Example 1: A worker earns 15
Baht in 6 hours. How much does he earn in 4 hours?We have solved earlier on tasks in which corresponding quantities were proportional. We can now solve the same problems by application of proportions, by the functional method and graphically.
Example 1: A worker earns 15
Baht in 6 hours. How much does he earn in 4 hours?
a) Solution by direct calculation: In 6 hours, the worker earns 15 Baht, that is, in 1 hour 15/6 Baht and in 4 hours 15·4 /6= 10 Baht.

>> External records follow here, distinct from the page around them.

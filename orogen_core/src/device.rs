// Copyright 2026 the Orogen Authors
// SPDX-License-Identifier: Apache-2.0 OR MIT

//! Host contracts for platform integrations.
//!
//! Orogen splits platform-specific work into *host* crates. The core never
//! implements any device capability; it threads a [`Device`] down to each
//! sprite's hooks and sequences the calls. Each host provides:
//!
//! - **Device** — The [`Device`] trait: viewport size, logging, randomness,
//!   wall-clock time, timers, audio, network, storage, alerts, clipboard,
//!   and asset preload/cleanup.
//!
//! - **Platform inputs** — The [`Platform`] trait: a per-sprite input
//!   snapshot already translated into the sprite's local frame via the
//!   mapping function the reconciler supplies, plus the per-tick reset of
//!   "just pressed"-style edge flags.
//!
//! - **Frame driver** — Something that calls
//!   [`Scheduler::advance`](crate::scheduler::Scheduler::advance) once per
//!   display frame with the host's timestamp. The mechanism (display link,
//!   `requestAnimationFrame`, a game loop) differs fundamentally across
//!   platforms and is not abstracted by a trait.
//!
//! Non-fatal failures (asset load rejection, network errors, timer misuse)
//! are the host's to report through these callback channels; the core never
//! sees or swallows them.

use alloc::boxed::Box;
use alloc::string::String;
use core::fmt;

use kurbo::Point;

use crate::size::ResolvedSize;

/// A handle to a running timer, returned by [`Device::timer_start`].
#[derive(Clone, Copy, PartialEq, Eq, Hash)]
pub struct TimerId(pub u64);

impl fmt::Debug for TimerId {
    fn fmt(&self, f: &mut fmt::Formatter<'_>) -> fmt::Result {
        write!(f, "TimerId({})", self.0)
    }
}

/// A handle to an in-flight asset preload, returned by
/// [`Device::preload_files`].
///
/// The reconciler polls [`Device::load_settled`] with this handle to decide
/// when a removed container's files may be released: a container destroyed
/// while its preload is still in flight is parked until the load settles, so
/// the release never corrupts a load in progress.
#[derive(Clone, Copy, PartialEq, Eq, Hash)]
pub struct LoadTicket(pub u64);

impl fmt::Debug for LoadTicket {
    fn fmt(&self, f: &mut fmt::Formatter<'_>) -> fmt::Result {
        write!(f, "LoadTicket({})", self.0)
    }
}

/// An asset file requested by a sprite's `init` hook.
#[derive(Clone, Debug, PartialEq, Eq, Hash)]
pub enum FileRef {
    /// An image file, referenced later by `TextureKind::Image`.
    Image(String),
    /// An audio file, referenced later by [`Device::audio`].
    Audio(String),
}

/// A one-shot timer callback.
pub type TimerCallback = Box<dyn FnOnce()>;

/// Callback receiving a network response body.
pub type NetworkCallback = Box<dyn FnOnce(&str)>;

/// Playback control for one loaded audio file.
pub trait Audio {
    /// Starts or resumes playback, optionally from a position in seconds.
    fn play(&mut self, from_position: Option<f64>, looped: bool);
    /// Pauses playback, keeping the position.
    fn pause(&mut self);
    /// Current playback position in seconds.
    fn position(&self) -> f64;
    /// Total duration in seconds.
    fn duration(&self) -> f64;
    /// Sets the volume in `[0, 1]`.
    fn set_volume(&mut self, volume: f64);
    /// Current volume in `[0, 1]`.
    fn volume(&self) -> f64;
}

/// HTTP requests with callback delivery.
///
/// Responses arrive between ticks; handlers feed results back into sprite
/// state through [`Updater`](crate::update::Updater) handles only.
pub trait Network {
    /// Issues a GET request.
    fn get(&mut self, url: &str, on_response: NetworkCallback);
    /// Issues a POST request with a body.
    fn post(&mut self, url: &str, body: &str, on_response: NetworkCallback);
    /// Issues a PUT request with a body.
    fn put(&mut self, url: &str, body: &str, on_response: NetworkCallback);
    /// Issues a DELETE request.
    fn delete(&mut self, url: &str, on_response: NetworkCallback);
}

/// Persistent key/value storage.
pub trait Storage {
    /// Reads a stored value.
    fn get_item(&mut self, key: &str) -> Option<String>;
    /// Writes a value, or removes the key when `value` is `None`.
    fn set_item(&mut self, key: &str, value: Option<&str>);
}

/// Modal alerts.
pub trait Alerts {
    /// Shows a message with a single OK button.
    fn ok(&mut self, message: &str, on_close: Option<Box<dyn FnOnce()>>);
    /// Shows a message with OK and Cancel; the callback receives `true` for
    /// OK.
    fn ok_cancel(&mut self, message: &str, on_response: Box<dyn FnOnce(bool)>);
}

/// System clipboard access.
pub trait Clipboard {
    /// Copies text; the callback receives whether the copy succeeded.
    fn copy(&mut self, text: &str, on_complete: Box<dyn FnOnce(bool)>);
}

/// Capabilities a host device supplies to every sprite.
///
/// The core treats all of these as opaque: it forwards calls and sequences
/// lifecycle, nothing more. Implementations live in host crates and test
/// harnesses.
pub trait Device {
    /// The resolved viewport (see [`resolve_size`](crate::size::resolve_size)).
    fn size(&self) -> ResolvedSize;

    /// Writes a log line.
    fn log(&mut self, message: &str);

    /// Returns a uniformly distributed value in `[0, 1)`.
    fn random(&mut self) -> f64;

    /// Wall-clock time in milliseconds since the Unix epoch.
    ///
    /// Distinct from the scheduler's timestamps: this is calendar time for
    /// game logic, not the frame clock.
    fn now_millis(&mut self) -> f64;

    /// Whether the primary input is a touch screen.
    fn is_touch_screen(&self) -> bool;

    /// Starts a one-shot timer firing after `duration_ms`.
    fn timer_start(&mut self, duration_ms: f64, callback: TimerCallback) -> TimerId;
    /// Pauses a running timer.
    fn timer_pause(&mut self, id: TimerId);
    /// Resumes a paused timer.
    fn timer_resume(&mut self, id: TimerId);
    /// Cancels a timer; its callback never fires.
    fn timer_cancel(&mut self, id: TimerId);

    /// Returns playback control for a loaded audio file.
    fn audio(&mut self, filename: &str) -> Box<dyn Audio>;

    /// HTTP access.
    fn network(&mut self) -> &mut dyn Network;
    /// Key/value storage.
    fn storage(&mut self) -> &mut dyn Storage;
    /// Modal alerts.
    fn alerts(&mut self) -> &mut dyn Alerts;
    /// Clipboard access.
    fn clipboard(&mut self) -> &mut dyn Clipboard;

    /// Begins loading `files` on behalf of the container identified by
    /// `global_id`, bumping each file's reference count.
    fn preload_files(&mut self, global_id: &str, files: &[FileRef]) -> LoadTicket;

    /// Whether a preload has finished (successfully or not).
    fn load_settled(&self, ticket: LoadTicket) -> bool;

    /// Releases every file reference held by `global_id`.
    fn cleanup_files(&mut self, global_id: &str);
}

/// Produces per-sprite input snapshots.
///
/// The reconciler calls [`inputs`](Self::inputs) once per sprite per pass,
/// supplying the mapping from game-global coordinates into that sprite's
/// local frame; the snapshot must report pointer positions already mapped.
///
/// [`end_tick`](Self::end_tick) is called after every logical tick so
/// "just pressed"/"just released" edge flags last exactly one tick. When
/// several logical ticks run inside one `advance` call (catch-up), only the
/// first tick observes the edge flags.
pub trait Platform {
    /// The input snapshot type handed to sprite hooks.
    type Inputs;

    /// Builds the input snapshot for a sprite whose local frame is reached
    /// via `to_local`.
    fn inputs(&mut self, to_local: &dyn Fn(Point) -> Point) -> Self::Inputs;

    /// Resets per-tick edge flags. Called after every logical tick, never
    /// after render-only passes.
    fn end_tick(&mut self);
}
// Copyright 2026 the Orogen Authors
// SPDX-License-Identifier: Apache-2.0 OR MIT

//! Sprite data model.
//!
//! A *sprite* is a unit of the declarative tree. Each render call produces a
//! list of child nodes, and the reconciler matches them against the previous
//! tick by declared id. Five node kinds flow through render output:
//!
//! - **Custom** — stateful; owns per-instance state advanced once per tick
//!   (see [`CustomSprite`]).
//! - **Pure** — memoized; recomputed only when its props change or the
//!   viewport resizes (see [`PureSprite`]).
//! - **Native** — host-bridged; opaque state sequenced through a
//!   name-keyed registry (see [`NativeSprite`]).
//! - **Texture** — a drawable primitive leaf.
//! - **Empty** — the absent child.
//!
//! Definitions are plain types implementing the author traits; nodes carry
//! type-erased handles so one tree can mix definitions with different
//! props/state types.

mod definition;
mod native;
mod node;
mod texture;
mod variant;

pub use definition::{CustomSprite, InitCtx, PureSprite, SpriteCtx};
pub use native::{NativeRegistry, NativeSprite, NativeSpriteUtils};
pub use node::{CustomNode, NativeNode, PureNode, PureSpriteNode, SpriteId, SpriteNode};
pub use texture::{Texture, TextureKind};
pub use variant::{RenderVariant, VariantSet, resolve_render_variant};

pub(crate) use definition::{AnyCustomSprite, AnyPureSprite};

b) Solution by proportion: The worker's wage (y) is proportional to his working hours (x):
y/15 = 4/6, that is y = 4·15/6 = 10.
c) The functional equation
is y = mx. Substitution of x = 6, y =
15 yields 15 = m· 6 or m = 15/6, whence follows the
equation
y = x·15/6; for x = 4, it yields y
= x·15/6 = 10.
d) Graphical solution: The equation y = mx yields a line through the origin. A second point A on it is given by x=6 and y=15. Hence, for x = 4, the ordinate is y = 10. The ordinate for x = 1 is his hourly wage - 2.50 Baht.
All
tasks involving direct proportions can be solved by
a) calculation, b) proportions, c) the functional method and
d) graphically by means of a straight line through the origin.
Example 2: 1.6 kg of a substance cost 4 Baht. What is the price of 2.4 kg?
a) Solution by computation: 0.8 kg cost 2 Baht, 2.4 kg cost three times that much, that is 2·3 = 6 Baht.
b) Solution by proportions: The price (y) is proportional to the amount of substance (x):
y/4 = 2.4/1.6, whence y = 4·2.4/1.6 = 6.
c) Solution by functional method: For x = 1.6 and y =
4 , the equation y = mx yields 4 =
m ·1.6, whence m = 4/1.6, that is y = 4/1.6·x.
Thus for x = 2.4
y = 4·2.4/1.6 = 6.
d) Graphical solution: The point A has the coordinates x = 1.6, y = 4. For x = 2.4, y = 6, whence 2.4 kg cost 6 Baht. The ordinate for x = 1 gives for 1 kg the price 2.50 Baht.
Frequently, direct proportions are confined to a certain range. 1 postcard costs 5 Satang; 6 post cards 25 Satang; 1 pencil costs 20 Satang, 1 dozen 10 Baht; 1 pound of sugar costs 30 Satang, 100 pounds less than 100 times that price. One of the splendid examples with persistent proportionality is the percent calculus.
A proportionality applies frequently only within certain limits.
The validity of a proportional relation frequently extends algebraically over a range larger than the restricted range where the task has a meaning.